This could quite possibly be my favorite time of year. The weather is still cold, but I see HOPE on the horizon of warmer days as I peruse seed catalogs and online seed stores in preparation for my spring and summer garden. There's just something so therapeutic thinking ahead about how tiny seeds will sprout new growth and in just a few short months be making an appearance on your dinner table, nourishing my family. I adore the process of gardening. I'm happiest with my hands in the dirt and sweat on my brow. Spring can never get here fast enough as far as I'm concerned. Winter seems to drag on and on.
I manage to get through the end of winter by dreaming and carefully planning my garden. Today I'm going to share with you the process that I feel everyone needs to go through to get started on the right path for a successful garden. Sure you could just throw some seeds in the dirt and hope for the best, but proper planning goes a long way to encourage success.
How to Plan a Garden
1. Identify plants that your family enjoys eating the most.
First and foremost you need to identify what your family likes to eat. Make a list. Maybe you adore fresh garden tomatoes but can't stand cabbage. You get the idea. Write down what you enjoy the most. There's no reason to grow kale or chard if your family hates it. You are just wasting valuable space in your garden that could be used for plants that better serve your family.
I also like to identify what vegetables are most expensive at the stores so that my garden is as cost effective as possible.

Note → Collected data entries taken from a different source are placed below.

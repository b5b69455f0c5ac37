//! Surface materials for the Phong shading model.

use lux_math::Vec3;
use thiserror::Error;

/// Color type alias (linear RGB, 1.0 = full display intensity)
pub type Color = Vec3;

/// Errors from material construction.
#[derive(Error, Debug, Clone, PartialEq)]
pub enum MaterialError {
    #[error("{name} must be in [0, 1], got {value}")]
    CoefficientOutOfRange { name: &'static str, value: f64 },
}

pub type MaterialResult<T> = Result<T, MaterialError>;

/// Per-surface shading coefficients.
///
/// `kr + kt` is allowed to exceed 1, but scenes that do so gain energy on
/// every bounce.
#[derive(Debug, Clone, Copy, PartialEq)]
pub struct Material {
    kd: f64,
    ks: f64,
    shininess: f64,
    kr: f64,
    kt: f64,
    ior: f64,
}

impl Material {
    /// A purely local (opaque, non-mirror) material.
    pub fn new(kd: f64, ks: f64, shininess: f64) -> Self {
        Self {
            kd,
            ks,
            shininess,
            kr: 0.0,
            kt: 0.0,
            ior: 1.0,
        }
    }

    /// Set the reflection and transparency coefficients.
    ///
    /// Both must lie in [0, 1].
    pub fn with_global(mut self, kr: f64, kt: f64) -> MaterialResult<Self> {
        self.kr = unit_coefficient("kr", kr)?;
        self.kt = unit_coefficient("kt", kt)?;
        Ok(self)
    }

    /// Set the index of refraction used when transmitted rays bend.
    pub fn with_ior(mut self, ior: f64) -> Self {
        self.ior = ior;
        self
    }

    /// Diffuse reflectance.
    pub fn kd(&self) -> f64 {
        self.kd
    }

    /// Specular reflectance.
    pub fn ks(&self) -> f64 {
        self.ks
    }

    /// Specular exponent.
    pub fn shininess(&self) -> f64 {
        self.shininess
    }

    /// Mirror reflection coefficient.
    pub fn kr(&self) -> f64 {
        self.kr
    }

    /// Transparency coefficient.
    pub fn kt(&self) -> f64 {
        self.kt
    }

    /// Index of refraction.
    pub fn ior(&self) -> f64 {
        self.ior
    }
}

impl Default for Material {
    fn default() -> Self {
        Self::new(0.0, 0.0, 0.0)
    }
}

fn unit_coefficient(name: &'static str, value: f64) -> MaterialResult<f64> {
    if (0.0..=1.0).contains(&value) {
        Ok(value)
    } else {
        Err(MaterialError::CoefficientOutOfRange { name, value })
    }
}

#[cfg(test)]
mod tests {
    use super::*;

    #[test]
    fn test_material_local_only() {
        let m = Material::new(0.5, 0.5, 100.0);
        assert_eq!(m.kd(), 0.5);
        assert_eq!(m.shininess(), 100.0);
        assert_eq!(m.kr(), 0.0);
        assert_eq!(m.kt(), 0.0);
        assert_eq!(m.ior(), 1.0);
    }

    #[test]
    fn test_material_global_coefficients() {
        let m = Material::new(0.25, 0.25, 20.0).with_global(0.5, 0.5).unwrap();
        assert_eq!(m.kr(), 0.5);
        assert_eq!(m.kt(), 0.5);
    }

    #[test]
    fn test_material_rejects_out_of_range() {
        let err = Material::new(0.0, 0.0, 0.0).with_global(1.5, 0.0).unwrap_err();
        assert_eq!(
            err,
            MaterialError::CoefficientOutOfRange {
                name: "kr",
                value: 1.5
            }
        );
        assert!(Material::default().with_global(0.0, -0.1).is_err());
        assert!(Material::default().with_global(0.0, f64::NAN).is_err());
    }
}
//! Image sinks: where resolved pixel colors go.

use std::fs::File;
use std::io::{BufWriter, Write};
use std::path::Path;

use crate::Color;
use lux_math::Interval;
use thiserror::Error;

/// Errors from writing or encoding an image.
#[derive(Error, Debug)]
pub enum SinkError {
    #[error("IO error: {0}")]
    Io(#[from] std::io::Error),

    #[error("Image encoding error: {0}")]
    Image(#[from] image::ImageError),

    #[error("Pixel buffer does not match {width}x{height}")]
    BufferSize { width: u32, height: u32 },
}

pub type SinkResult<T> = Result<T, SinkError>;

/// Receives the final color of every pixel exactly once, then `finish`.
pub trait ImageSink {
    fn write_pixel(&mut self, row: u32, col: u32, color: Color);

    /// Called after the last pixel has been written.
    fn finish(&mut self) -> SinkResult<()> {
        Ok(())
    }
}

/// Clamp a color to the displayable range.
#[inline]
pub fn clamp_color(color: Color) -> Color {
    Color::new(
        Interval::UNIT.clamp(color.x),
        Interval::UNIT.clamp(color.y),
        Interval::UNIT.clamp(color.z),
    )
}

/// Convert a color to 8-bit RGBA.
pub fn color_to_rgba(color: Color) -> [u8; 4] {
    let c = clamp_color(color) * 255.0;
    [c.x.round() as u8, c.y.round() as u8, c.z.round() as u8, 255]
}

/// Simple image buffer for storing render output.
#[derive(Debug, Clone, PartialEq)]
pub struct ImageBuffer {
    pub width: u32,
    pub height: u32,
    pub pixels: Vec<Color>,
}

impl ImageBuffer {
    /// Create a new image buffer filled with black.
    pub fn new(width: u32, height: u32) -> Self {
        Self {
            width,
            height,
            pixels: vec![Color::ZERO; (width * height) as usize],
        }
    }

    /// Get the pixel at (x, y).
    pub fn get(&self, x: u32, y: u32) -> Color {
        self.pixels[(y * self.width + x) as usize]
    }

    /// Set the pixel at (x, y).
    pub fn set(&mut self, x: u32, y: u32, color: Color) {
        self.pixels[(y * self.width + x) as usize] = color;
    }

    /// Convert to RGBA bytes (for display or saving).
    pub fn to_rgba(&self) -> Vec<u8> {
        let mut bytes = Vec::with_capacity((self.width * self.height * 4) as usize);
        for color in &self.pixels {
            bytes.extend_from_slice(&color_to_rgba(*color));
        }
        bytes
    }

    /// Encode as PNG (or any format `image` infers from the extension).
    pub fn save<P: AsRef<Path>>(&self, path: P) -> SinkResult<()> {
        let path = path.as_ref();
        if path
            .extension()
            .is_some_and(|ext| ext.eq_ignore_ascii_case("ppm"))
        {
            return self.save_ppm(path);
        }

        let rgba = image::RgbaImage::from_raw(self.width, self.height, self.to_rgba()).ok_or(
            SinkError::BufferSize {
                width: self.width,
                height: self.height,
            },
        )?;
        rgba.save(path)?;
        log::info!("Saved {}x{} image to {}", self.width, self.height, path.display());
        Ok(())
    }

    /// Write as plain-text PPM (P3).
    pub fn save_ppm<P: AsRef<Path>>(&self, path: P) -> SinkResult<()> {
        let path = path.as_ref();
        let mut out = BufWriter::new(File::create(path)?);
        self.write_ppm(&mut out)?;
        out.flush()?;
        log::info!("Saved {}x{} image to {}", self.width, self.height, path.display());
        Ok(())
    }

    fn write_ppm<W: Write>(&self, out: &mut W) -> std::io::Result<()> {
        writeln!(out, "P3")?;
        writeln!(out, "{} {}", self.width, self.height)?;
        writeln!(out, "255")?;
        for color in &self.pixels {
            let [r, g, b, _] = color_to_rgba(*color);
            writeln!(out, "{} {} {}", r, g, b)?;
        }
        Ok(())
    }
}

impl ImageSink for ImageBuffer {
    fn write_pixel(&mut self, row: u32, col: u32, color: Color) {
        self.set(col, row, color);
    }
}
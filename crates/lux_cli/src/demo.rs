//! Built-in demo scenes.
//!
//! Colors are given on a 0-255 scale and converted, so light colors above
//! 255 act as bright sources that are attenuated with distance.

use std::collections::HashMap;

use clap::ValueEnum;
use lux_core::{
    AmbientDesc, CameraDesc, GeometryDesc, LightDesc, MaterialDesc, MaterialRef, SceneDescription,
    ShapeDesc,
};

#[derive(Debug, Clone, Copy, PartialEq, Eq, ValueEnum)]
pub enum Demo {
    /// A transparent blue sphere around a red one, under a spot light
    TwoSpheres,
    /// Two spheres reflected in a full mirror and a half mirror
    Mirrors,
    /// Two triangles with a partially transparent sphere casting a shadow
    TransparentShadow,
    /// A ring of spheres around a big glassy sphere, planes and a tube
    Corona,
}

impl Demo {
    pub fn description(self) -> SceneDescription {
        match self {
            Demo::TwoSpheres => two_spheres(),
            Demo::Mirrors => mirrors(),
            Demo::TransparentShadow => transparent_shadow(),
            Demo::Corona => corona(),
        }
    }
}

fn rgb(r: f64, g: f64, b: f64) -> [f64; 3] {
    [r / 255.0, g / 255.0, b / 255.0]
}

const BLACK: [f64; 3] = [0.0; 3];
const RED: [f64; 3] = [1.0, 0.0, 0.0];
const GREEN: [f64; 3] = [0.0, 1.0, 0.0];
const BLUE: [f64; 3] = [0.0, 0.0, 1.0];
const YELLOW: [f64; 3] = [1.0, 1.0, 0.0];
const PINK: [f64; 3] = [1.0, 175.0 / 255.0, 175.0 / 255.0];

fn material(kd: f64, ks: f64, shininess: f64, kr: f64, kt: f64) -> MaterialRef {
    MaterialRef::Inline(MaterialDesc {
        kd,
        ks,
        shininess,
        kr,
        kt,
        ior: None,
    })
}

fn sphere(color: [f64; 3], material: MaterialRef, radius: f64, center: [f64; 3]) -> GeometryDesc {
    GeometryDesc {
        color,
        material,
        shape: ShapeDesc::Sphere { center, radius },
    }
}

fn triangle(color: [f64; 3], material: MaterialRef, vertices: [[f64; 3]; 3]) -> GeometryDesc {
    GeometryDesc {
        color,
        material,
        shape: ShapeDesc::Triangle { vertices },
    }
}

/// Camera on the -Z axis looking at the origin, image top toward -Y.
fn camera(z: f64, view: f64) -> CameraDesc {
    CameraDesc {
        position: [0.0, 0.0, z],
        forward: [0.0, 0.0, 1.0],
        up: [0.0, -1.0, 0.0],
        distance: -z,
        width: view,
        height: view,
    }
}

fn scene(name: &str, camera: CameraDesc, ambient: AmbientDesc) -> SceneDescription {
    SceneDescription {
        name: name.to_string(),
        camera,
        background: BLACK,
        ambient,
        materials: HashMap::new(),
        geometries: Vec::new(),
        lights: Vec::new(),
    }
}

fn two_spheres() -> SceneDescription {
    let mut desc = scene(
        "two-spheres",
        camera(-1000.0, 150.0),
        AmbientDesc {
            color: BLACK,
            ka: 0.0,
        },
    );
    desc.geometries = vec![
        sphere(BLUE, material(0.4, 0.3, 100.0, 0.0, 0.3), 50.0, [0.0, 0.0, 50.0]),
        sphere(RED, material(0.5, 0.5, 100.0, 0.0, 0.0), 25.0, [0.0, 0.0, 50.0]),
    ];
    desc.lights = vec![LightDesc::Spot {
        color: rgb(1000.0, 600.0, 0.0),
        position: [-100.0, 100.0, -500.0],
        direction: [-1.0, 1.0, 2.0],
        kc: 1.0,
        kl: 0.0004,
        kq: 0.0000006,
        radius: 0.0,
        concentration: 1.0,
    }];
    desc
}

fn mirrors() -> SceneDescription {
    let mut desc = scene(
        "mirrors",
        camera(-10000.0, 2500.0),
        AmbientDesc {
            color: rgb(255.0, 255.0, 255.0),
            ka: 0.1,
        },
    );

    desc.materials.insert(
        "mirror".to_string(),
        MaterialDesc {
            kr: 1.0,
            ..Default::default()
        },
    );
    desc.materials.insert(
        "half-mirror".to_string(),
        MaterialDesc {
            kr: 0.5,
            ..Default::default()
        },
    );

    let dark = rgb(20.0, 20.0, 20.0);
    desc.geometries = vec![
        sphere(
            rgb(0.0, 0.0, 100.0),
            material(0.25, 0.25, 20.0, 0.0, 0.5),
            400.0,
            [-950.0, 900.0, 1000.0],
        ),
        sphere(
            rgb(100.0, 20.0, 20.0),
            material(0.25, 0.25, 20.0, 0.0, 0.0),
            200.0,
            [-950.0, 900.0, 1000.0],
        ),
        triangle(
            dark,
            MaterialRef::Named("mirror".to_string()),
            [
                [1500.0, 1500.0, 1500.0],
                [-1500.0, -1500.0, 1500.0],
                [670.0, -670.0, -3000.0],
            ],
        ),
        triangle(
            dark,
            MaterialRef::Named("half-mirror".to_string()),
            [
                [1500.0, 1500.0, 1500.0],
                [-1500.0, -1500.0, 1500.0],
                [-1500.0, 1500.0, 2000.0],
            ],
        ),
    ];
    desc.lights = vec![LightDesc::Spot {
        color: rgb(1020.0, 400.0, 400.0),
        position: [-750.0, 750.0, 150.0],
        direction: [-1.0, 1.0, 4.0],
        kc: 1.0,
        kl: 0.00001,
        kq: 0.000005,
        radius: 0.0,
        concentration: 1.0,
    }];
    desc
}

fn transparent_shadow() -> SceneDescription {
    let mut desc = scene(
        "transparent-shadow",
        camera(-1000.0, 200.0),
        AmbientDesc {
            color: rgb(255.0, 255.0, 255.0),
            ka: 0.15,
        },
    );

    let matte = material(0.5, 0.5, 60.0, 0.0, 0.0);
    desc.geometries = vec![
        triangle(
            BLACK,
            matte.clone(),
            [
                [-150.0, 150.0, 115.0],
                [150.0, 150.0, 135.0],
                [75.0, -75.0, 150.0],
            ],
        ),
        triangle(
            BLACK,
            matte,
            [
                [-150.0, 150.0, 115.0],
                [-70.0, -70.0, 140.0],
                [75.0, -75.0, 150.0],
            ],
        ),
        sphere(BLUE, material(0.2, 0.2, 30.0, 0.0, 0.6), 30.0, [60.0, -50.0, 50.0]),
    ];
    desc.lights = vec![LightDesc::Spot {
        color: rgb(700.0, 400.0, 400.0),
        position: [60.0, -50.0, 0.0],
        direction: [0.0, 0.0, 1.0],
        kc: 1.0,
        kl: 4e-5,
        kq: 2e-7,
        radius: 0.0,
        concentration: 1.0,
    }];
    desc
}

fn corona() -> SceneDescription {
    let mut desc = scene(
        "corona",
        camera(-200.0, 200.0),
        AmbientDesc {
            color: BLACK,
            ka: 0.1,
        },
    );

    let glassy_mirror = material(0.0, 1.0, 150.0, 0.8, 0.2);
    let shiny = || material(0.5, 0.5, 100.0, 0.0, 0.0);

    desc.geometries = vec![
        GeometryDesc {
            color: BLACK,
            material: glassy_mirror.clone(),
            shape: ShapeDesc::Plane {
                point: [0.0, 0.0, 110.0],
                normal: [0.0, -0.724, 0.6896],
            },
        },
        GeometryDesc {
            color: rgb(29.0, 25.0, 37.0),
            material: glassy_mirror,
            shape: ShapeDesc::Plane {
                point: [0.0, 0.0, 110.0],
                normal: [-0.0453, -0.417, -0.907],
            },
        },
        GeometryDesc {
            color: rgb(221.0, 160.0, 221.0),
            material: material(0.3, 0.3, 250.0, 0.0, 0.0),
            shape: ShapeDesc::Tube {
                origin: [0.0, 0.0, 5.0],
                axis: [2.0, 2.0, 2.0],
                radius: 2.0,
            },
        },
        triangle(
            RED,
            material(0.0, 0.0, 0.0, 1.0, 0.0),
            [[23.0, 0.0, 1.0], [23.0, 30.0, 1.0], [10.0, 0.0, 1.0]],
        ),
        triangle(
            RED,
            material(0.0, 0.0, 0.0, 0.5, 0.0),
            [[-23.0, 0.0, 1.0], [-23.0, 30.0, 1.0], [-10.0, 0.0, 1.0]],
        ),
        sphere(GREEN, shiny(), 3.5, [-15.0, 0.0, 3.0]),
        sphere(PINK, shiny(), 3.5, [15.0, 0.0, 3.0]),
    ];

    // The ring around the big sphere
    let ring: [([f64; 3], f64, [f64; 2]); 16] = [
        (RED, 5.0, [24.89, 43.36]),
        (YELLOW, 5.0, [48.39, 12.57]),
        (GREEN, 8.0, [39.83, 30.23]),
        (BLUE, 8.0, [49.28, -8.44]),
        (RED, 5.0, [42.12, -26.94]),
        (GREEN, 8.0, [27.94, -41.47]),
        (YELLOW, 5.0, [7.91, -49.37]),
        (BLUE, 8.0, [-13.67, -48.1]),
        (RED, 5.0, [-31.16, -39.11]),
        (YELLOW, 8.0, [-43.4, -24.83]),
        (GREEN, 5.0, [-49.48, -7.18]),
        (BLUE, 8.0, [-48.69, 11.37]),
        (RED, 5.0, [-41.58, 27.77]),
        (YELLOW, 8.0, [-28.85, 40.83]),
        (GREEN, 5.0, [-12.06, 48.52]),
        (BLUE, 8.0, [6.72, 49.55]),
    ];
    desc.geometries.extend(
        ring.iter()
            .map(|&(color, radius, [x, y])| sphere(color, shiny(), radius, [x, y, 50.0])),
    );

    desc.geometries.push(sphere(
        BLUE,
        material(0.5, 0.5, 100.0, 0.4, 0.6),
        50.0,
        [0.0, 0.0, 50.0],
    ));

    desc.lights = vec![LightDesc::Directional {
        color: rgb(255.0, 191.0, 191.0),
        direction: [1.0, -1.0, 1.0],
    }];
    desc
}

I used to grow corn because we adore fresh sweet corn, but after being disappointed in my yields, I found it was much more cost effective to get my organic corn from a local farmer at the market instead of growing it on my own. Green beans, peppers, herbs and berries are crops that I love to grow because they produce a lot and they are much more cost effective growing them at home.
Now that you have identified your plants, find out if you can directly sow the seeds in the garden or if you will need to start them indoors first. Check out this massive grow guide list for just about every possible thing you can imagine.
2. What is your growing zone?
Of those vegetables and herbs that you typically cook with, find which of those grow well in your growing zone. Just because you love something doesn't mean it will be successful in your area. Find your grow zone here in this handy interactive map.
3. Choose a garden plot.
Next you are going to need to find an area in which to plant. You need to find a space that gets plenty of sunlight the majority of the day.
Once you identify your plot ask yourself these questions:
- How much space do I have?
- Will I plant in raised beds, traditional garden beds directly in the ground, pots on a balcony, or some other alternative?
Different plants grow better in different conditions so plan accordingly.
4. Keep in mind the nature of the plant
Now that you know how much space you have, you can start thinking about if your list that you made coincides with how much space you have. Some vegetables like tomatoes, corn, winter squash, and melons naturally take up a lot of space. Melons, winter squashes, and pumpkins are all vine plants and tend to spread out tremendously.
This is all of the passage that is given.